In [1]:
# Reinforcement Learning
import numpy as np
import random

class MissionariesCannibalsEnv:
    def __init__(self):
        self.state = (3, 3, 1)  # Initial state (M_left, C_left, B_side) with boat on the right
        self.goal_state = (0, 0, 0)  # Goal state with all on the right bank and boat on the left

    def reset(self):
        self.state = (3, 3, 1)  # Reset to initial state
        return self.state

    def is_valid_state(self, m_left, c_left):
        # Check if the state is valid (missionaries not outnumbered by cannibals)
        return (m_left == 0 or m_left >= c_left) and (3 - m_left == 0 or 3 - m_left >= 3 - c_left)

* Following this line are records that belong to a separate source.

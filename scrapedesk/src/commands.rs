use clap::{arg, command, value_parser};
use scrapedesk_core::export::CSV_FILE_NAME;
use scrapedesk_core::DEFAULT_BASE_URL;
use std::path::PathBuf;
use url::Url;

pub const CLAP_STYLING: clap::builder::styling::Styles = clap::builder::styling::Styles::styled()
    .header(clap_cargo::style::HEADER)
    .usage(clap_cargo::style::USAGE)
    .literal(clap_cargo::style::LITERAL)
    .placeholder(clap_cargo::style::PLACEHOLDER)
    .error(clap_cargo::style::ERROR)
    .valid(clap_cargo::style::VALID)
    .invalid(clap_cargo::style::INVALID);

pub fn command_argument_builder() -> clap::Command {
    clap::Command::new("scrapedesk")
        .version(env!("CARGO_PKG_VERSION"))
        .bin_name("scrapedesk")
        .styles(CLAP_STYLING)
        .arg(arg!(-q --"quiet" "Suppress banner and non-essential output").required(false))
        .arg(
            arg!(--"base-url" <URL>)
                .required(false)
                .help("Base URL of the company records backend")
                .env("SCRAPEDESK_URL")
                .value_parser(value_parser!(Url))
                .default_value(DEFAULT_BASE_URL)
                .global(true),
        )
        .arg(
            arg!(-v --"verbose" ...)
                .help("Increase log verbosity (-v info, -vv debug, -vvv trace)")
                .global(true),
        )
        .arg(
            arg!(--"log-file" <PATH>)
                .required(false)
                .help("Write logs to a file instead of stderr")
                .value_parser(value_parser!(PathBuf))
                .global(true),
        )
        .subcommand_required(false)
        .subcommand(
            command!("ui")
                .about("Browse, select, delete and export companies interactively")
                .arg(
                    arg!(--"export-dir" <DIR>)
                        .required(false)
                        .help(format!("Directory {} is downloaded to", CSV_FILE_NAME))
                        .default_value("."),
                ),
        )
        .subcommand(
            command!("list").about("Print every company on record").arg(
                arg!(--"json" "Print the records as JSON")
                    .required(false)
                    .action(clap::ArgAction::SetTrue),
            ),
        )
        .subcommand(
            command!("show")
                .about("Print the details of one company")
                .arg(arg!(<ID> "The company id")),
        )
        .subcommand(
            command!("scrape")
                .about(
                    "Ask the backend to fetch and save details for a website, then refresh the \
                list.",
                )
                .arg(arg!(<URL> "The website to scrape (ftp, http or https)")),
        )
        .subcommand(
            command!("delete")
                .about("Delete one or more companies, then refresh the list")
                .arg(arg!(<ID> ... "The company ids to delete")),
        )
        .subcommand(
            command!("export")
                .about("Download every company as CSV")
                .arg(
                    arg!(-o --"output" <PATH>)
                        .required(false)
                        .help(format!("Where to save the CSV (default: ./{})", CSV_FILE_NAME))
                        .conflicts_with("stdout"),
                )
                .arg(
                    arg!(--"stdout" "Write the CSV to standard output")
                        .required(false)
                        .action(clap::ArgAction::SetTrue)
                        .conflicts_with("output"),
                ),
        )
}

#[cfg(test)]
mod tests {
    use super::*;

    #[test]
    fn test_command_is_well_formed() {
        command_argument_builder().debug_assert();
    }

    #[test]
    fn test_base_url_defaults_to_localhost() {
        let matches = command_argument_builder()
            .try_get_matches_from(["scrapedesk", "list"])
            .unwrap();
        let base_url = matches.get_one::<Url>("base-url").unwrap();
        // Only holds when SCRAPEDESK_URL is unset in the test environment
        if std::env::var_os("SCRAPEDESK_URL").is_none() {
            assert_eq!(base_url.as_str(), "http://localhost:8000/");
        }
    }

    #[test]
    fn test_global_args_after_subcommand() {
        let matches = command_argument_builder()
            .try_get_matches_from([
                "scrapedesk",
                "delete",
                "1",
                "2",
                "-vv",
                "--base-url",
                "http://records.test:9000",
            ])
            .unwrap();

        assert_eq!(matches.get_count("verbose"), 2);
        let (name, sub) = matches.subcommand().unwrap();
        assert_eq!(name, "delete");
        let ids: Vec<&String> = sub.get_many::<String>("ID").unwrap().collect();
        assert_eq!(ids, ["1", "2"]);
        assert_eq!(
            sub.get_one::<Url>("base-url").unwrap().as_str(),
            "http://records.test:9000/"
        );
    }

    #[test]
    fn test_export_output_conflicts_with_stdout() {
        let result = command_argument_builder().try_get_matches_from([
            "scrapedesk",
            "export",
            "-o",
            "out.csv",
            "--stdout",
        ]);
        assert!(result.is_err());
    }

    #[test]
    fn test_delete_requires_an_id() {
        let result = command_argument_builder().try_get_matches_from(["scrapedesk", "delete"]);
        assert!(result.is_err());
    }
}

    def step(self, action):
        m_left, c_left, b_side = self.state
        if b_side == 1:  # Boat on the right bank
            new_state = (m_left - action[0], c_left - action[1], 0)  # Move from right to left
        else:  # Boat on the left bank
            new_state = (m_left + action[0], c_left + action[1], 1)  # Move from left to right

        # Validate new state
        if self.is_valid_state(*new_state[:2]) and all(0 <= x <= 3 for x in new_state):
            reward = 1 if new_state == self.goal_state else -1  # Goal reward
            self.state = new_state
        else:
            reward = -10  # Invalid move
            new_state = self.state  # Stay in the same state

        return new_state, reward, new_state == self.goal_state

def train_q_learning(episodes, alpha, gamma, epsilon):
    env = MissionariesCannibalsEnv()
    q_table = np.zeros((4, 4, 2, 5))  # State space (M_left, C_left, B_side) x Action space

    for episode in range(episodes):
        state = env.reset()
        done = False

        while not done:
            m_left, c_left, b_side = state
            
            if random.uniform(0, 1) < epsilon:
                action = random.randint(0, 4)  # Explore
            else:
                action = np.argmax(q_table[m_left, c_left, b_side])  # Exploit
            
            action_values = [(1, 0), (2, 0), (0, 1), (0, 2), (1, 1)]
            
            if action < len(action_values):  # Ensure action is within valid range
                next_state, reward, done = env.step(action_values[action])
                next_m_left, next_c_left, next_b_side = next_state

                # Check that next state indices are valid before accessing q_table
                if 0 <= next_m_left < 4 and 0 <= next_c_left < 4 and 0 <= next_b_side < 2:
                    # Update Q-value
                    q_table[m_left, c_left, b_side, action] += alpha * (
                        reward + gamma * np.max(q_table[next_m_left, next_c_left, next_b_side]) - q_table[m_left, c_left, b_side, action]
                    )
                    state = next_state  # Update current state
                else:
                    print("Invalid next state:", next_state)  # Optional: Debugging info

    return q_table

# Parameters
episodes = 10000
alpha = 0.1
gamma = 0.9
epsilon = 0.1

q_table = train_q_learning(episodes, alpha, gamma, epsilon)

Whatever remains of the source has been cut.